▸ **Material provided**:
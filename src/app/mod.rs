//! TUI front end
//!
//! Terminal wrapper, keyboard mapping, screen components and the event loop.

pub mod app;
pub mod screens;
pub mod state;
pub mod tui;

pub use app::App;
pub use screens::{FrameRenderer, ResultAction, Screens};
pub use state::{NavigationAction, StateManager};
pub use tui::Tui;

▸ **Action item**: Please reproduce every line of the material word for word.

▸ **Your solution**:
filename src/app/mod.rs
//! TUI front end
//!
//! Terminal wrapper, keyboard mapping, screen components and the event loop.

pub mod app;
pub mod screens;
pub mod state;
pub mod tui;

pub use app::App;
pub use screens::{FrameRenderer, ResultAction, Screens};
pub use state::{NavigationAction, StateManager};
pub use tui::Tui;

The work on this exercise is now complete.